Instructions to follow
The line containing "use url::Url;" marks the end: restate word for word every line from the first line of the entries below through that one.

═══ Exercise data ═══

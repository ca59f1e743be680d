#![allow(dead_code)]

use async_trait::async_trait;
use std::collections::HashMap;
use std::sync::atomic::{AtomicUsize, Ordering};
use std::sync::{Arc, Mutex};
use std::time::Duration;
use tokio::sync::watch;
use url::Url;

use nanopac::domain::{PacScript, ProxyError, ProxyServer, ProxySettings, Result, RetryPolicy, ServiceSettings, ServiceStatus};
use nanopac::ports::{ConfigObserver, ConfigSourcePort, ProxyResolverPort, ScriptFetcherPort, StatusListener};
use nanopac::{ProxyService, ProxyServiceBuilder};

pub const PAC_URL: &str = "http://pac.test/proxy.pac";

/// Open/closed switch that async mocks wait on
#[derive(Clone)]
pub struct Gate(Arc<watch::Sender<bool>>);

impl Gate {
    pub fn open() -> Self {
        Self(Arc::new(watch::channel(true).0))
    }

    pub fn closed() -> Self {
        Self(Arc::new(watch::channel(false).0))
    }

    pub fn hold(&self) {
        self.0.send_replace(false);
    }

    pub fn release(&self) {
        self.0.send_replace(true);
    }

    pub async fn pass(&self) {
        let mut rx = self.0.subscribe();
        let opened = rx.wait_for(|open| *open).await.is_ok();
        if !opened {
            std::future::pending::<()>().await;
        }
    }
}

/// Configuration source whose answers can be held back and changed
pub struct TestConfigSource {
    settings: Mutex<Result<ProxySettings>>,
    observers: Mutex<Vec<Arc<dyn ConfigObserver>>>,
    pub gate: Gate,
    pub fetches: AtomicUsize,
}

impl TestConfigSource {
    pub fn new(settings: ProxySettings) -> Arc<Self> {
        Arc::new(Self {
            settings: Mutex::new(Ok(settings)),
            observers: Mutex::new(Vec::new()),
            gate: Gate::open(),
            fetches: AtomicUsize::new(0),
        })
    }

    pub fn held(settings: ProxySettings) -> Arc<Self> {
        let source = Self::new(settings);
        source.gate.hold();
        source
    }

    pub fn fetches(&self) -> usize {
        self.fetches.load(Ordering::SeqCst)
    }

    /// Change what the next fetch answers without notifying anyone
    pub fn answer(&self, settings: Result<ProxySettings>) {
        *self.settings.lock().unwrap() = settings;
    }

    /// Change the settings and notify observers, whether or not they changed
    pub fn notify(&self, settings: ProxySettings) {
        *self.settings.lock().unwrap() = Ok(settings.clone());
        for observer in self.observers.lock().unwrap().iter() {
            observer.on_configuration_changed(settings.clone());
        }
    }
}

#[async_trait]
impl ConfigSourcePort for TestConfigSource {
    async fn current_configuration(&self) -> Result<ProxySettings> {
        self.gate.pass().await;
        self.fetches.fetch_add(1, Ordering::SeqCst);
        self.settings.lock().unwrap().clone()
    }

    fn add_observer(&self, observer: Arc<dyn ConfigObserver>) {
        self.observers.lock().unwrap().push(observer);
    }
}

/// PAC engine answering from a host table. Initialization and single hosts
/// can be held back.
pub struct TestResolver {
    answers: HashMap<String, Vec<ProxyServer>>,
    host_gates: Mutex<HashMap<String, Gate>>,
    concurrency: usize,
    pub init_gate: Gate,
    pub scripts: Mutex<Vec<PacScript>>,
    pub calls: Mutex<Vec<String>>,
    pub purges: AtomicUsize,
}

impl TestResolver {
    pub fn new(answers: &[(&str, Vec<ProxyServer>)], concurrency: usize) -> Arc<Self> {
        Arc::new(Self {
            answers: answers.iter().map(|(host, p)| (host.to_string(), p.clone())).collect(),
            host_gates: Mutex::new(HashMap::new()),
            concurrency,
            init_gate: Gate::open(),
            scripts: Mutex::new(Vec::new()),
            calls: Mutex::new(Vec::new()),
            purges: AtomicUsize::new(0),
        })
    }

    pub fn hold_host(&self, host: &str) -> Gate {
        let gate = Gate::closed();
        self.host_gates.lock().unwrap().insert(host.to_string(), gate.clone());
        gate
    }

    pub fn calls(&self) -> Vec<String> {
        self.calls.lock().unwrap().clone()
    }
}

#[async_trait]
impl ProxyResolverPort for TestResolver {
    async fn initialize(&self, script: &PacScript) -> Result<()> {
        self.init_gate.pass().await;
        if script.body.contains("syntax error") {
            return Err(ProxyError::ResolverInitFailed("script does not compile".into()));
        }
        self.scripts.lock().unwrap().push(script.clone());
        Ok(())
    }

    async fn get_proxy_for_url(&self, target_url: &Url) -> Result<Vec<ProxyServer>> {
        let host = target_url.host_str().unwrap_or_default().to_string();
        self.calls.lock().unwrap().push(host.clone());

        let gate = self.host_gates.lock().unwrap().get(&host).cloned();
        if let Some(gate) = gate {
            gate.pass().await;
        }

        match self.answers.get(&host) {
            Some(proxies) => Ok(proxies.clone()),
            None if host == "broken.test" => Err(ProxyError::ResolveFailed("FindProxyForURL threw".into())),
            None => Ok(Vec::new()),
        }
    }

    fn max_concurrency(&self) -> usize {
        self.concurrency
    }

    async fn purge_memory(&self) {
        self.purges.fetch_add(1, Ordering::SeqCst);
    }
}

/// Serves scripts from a URL table
pub struct TestFetcher {
    scripts: HashMap<Url, Result<String>>,
    pub fetched: Mutex<Vec<Url>>,
}

impl TestFetcher {
    pub fn new(scripts: Vec<(&str, Result<String>)>) -> Arc<Self> {
        Arc::new(Self {
            scripts: scripts
                .into_iter()
                .map(|(url, body)| (url.parse().unwrap(), body))
                .collect(),
            fetched: Mutex::new(Vec::new()),
        })
    }

    pub fn serving_pac() -> Arc<Self> {
        Self::new(vec![(PAC_URL, Ok("function FindProxyForURL(url, host) { return \"DIRECT\"; }".into()))])
    }

    pub fn fetched(&self) -> Vec<Url> {
        self.fetched.lock().unwrap().clone()
    }
}

#[async_trait]
impl ScriptFetcherPort for TestFetcher {
    async fn fetch_script(&self, url: &Url) -> Result<PacScript> {
        self.fetched.lock().unwrap().push(url.clone());
        match self.scripts.get(url) {
            Some(Ok(body)) => Ok(PacScript {
                url: url.clone(),
                body: body.clone(),
            }),
            Some(Err(e)) => Err(e.clone()),
            None => Err(ProxyError::fetch_failed(url, "404 Not Found")),
        }
    }
}

#[derive(Default)]
pub struct StatusRecorder {
    seen: Mutex<Vec<ServiceStatus>>,
}

impl StatusRecorder {
    pub fn seen(&self) -> Vec<ServiceStatus> {
        self.seen.lock().unwrap().clone()
    }

    pub fn count(&self) -> usize {
        self.seen.lock().unwrap().len()
    }
}

impl StatusListener for StatusRecorder {
    fn on_status_changed(&self, status: ServiceStatus) {
        self.seen.lock().unwrap().push(status);
    }
}

pub fn test_settings() -> ServiceSettings {
    ServiceSettings {
        wpad_url: "http://wpad.test/wpad.dat".parse().unwrap(),
        retry: RetryPolicy {
            base_delay_secs: 10,
            max_delay_secs: 60,
        },
    }
}

pub fn start(
    source: Arc<TestConfigSource>,
    resolver: Arc<TestResolver>,
    fetcher: Arc<TestFetcher>,
) -> (ProxyService, Arc<StatusRecorder>) {
    let recorder = Arc::new(StatusRecorder::default());
    let service = ProxyServiceBuilder::new()
        .config_source(source)
        .resolver(resolver)
        .script_fetcher(fetcher)
        .listener(recorder.clone())
        .settings(test_settings())
        .build()
        .unwrap();
    (service, recorder)
}

pub fn pac_settings() -> ProxySettings {
    ProxySettings::PacUrl {
        pac_url: PAC_URL.parse().unwrap(),
        rules: None,
    }
}

pub fn url(s: &str) -> Url {
    s.parse().unwrap()
}

/// Let the service and its background tasks run until nothing is left to do
pub async fn settle(service: &ProxyService) {
    for _ in 0..3 {
        tokio::time::sleep(Duration::from_millis(1)).await;
        let _ = service.retry_info().await;
    }
}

═══

Answer box
repository ca59f1e743be680d
#![allow(dead_code)]

use async_trait::async_trait;
use std::collections::HashMap;
use std::sync::atomic::{AtomicUsize, Ordering};
use std::sync::{Arc, Mutex};
use std::time::Duration;
use tokio::sync::watch;
use url::Url;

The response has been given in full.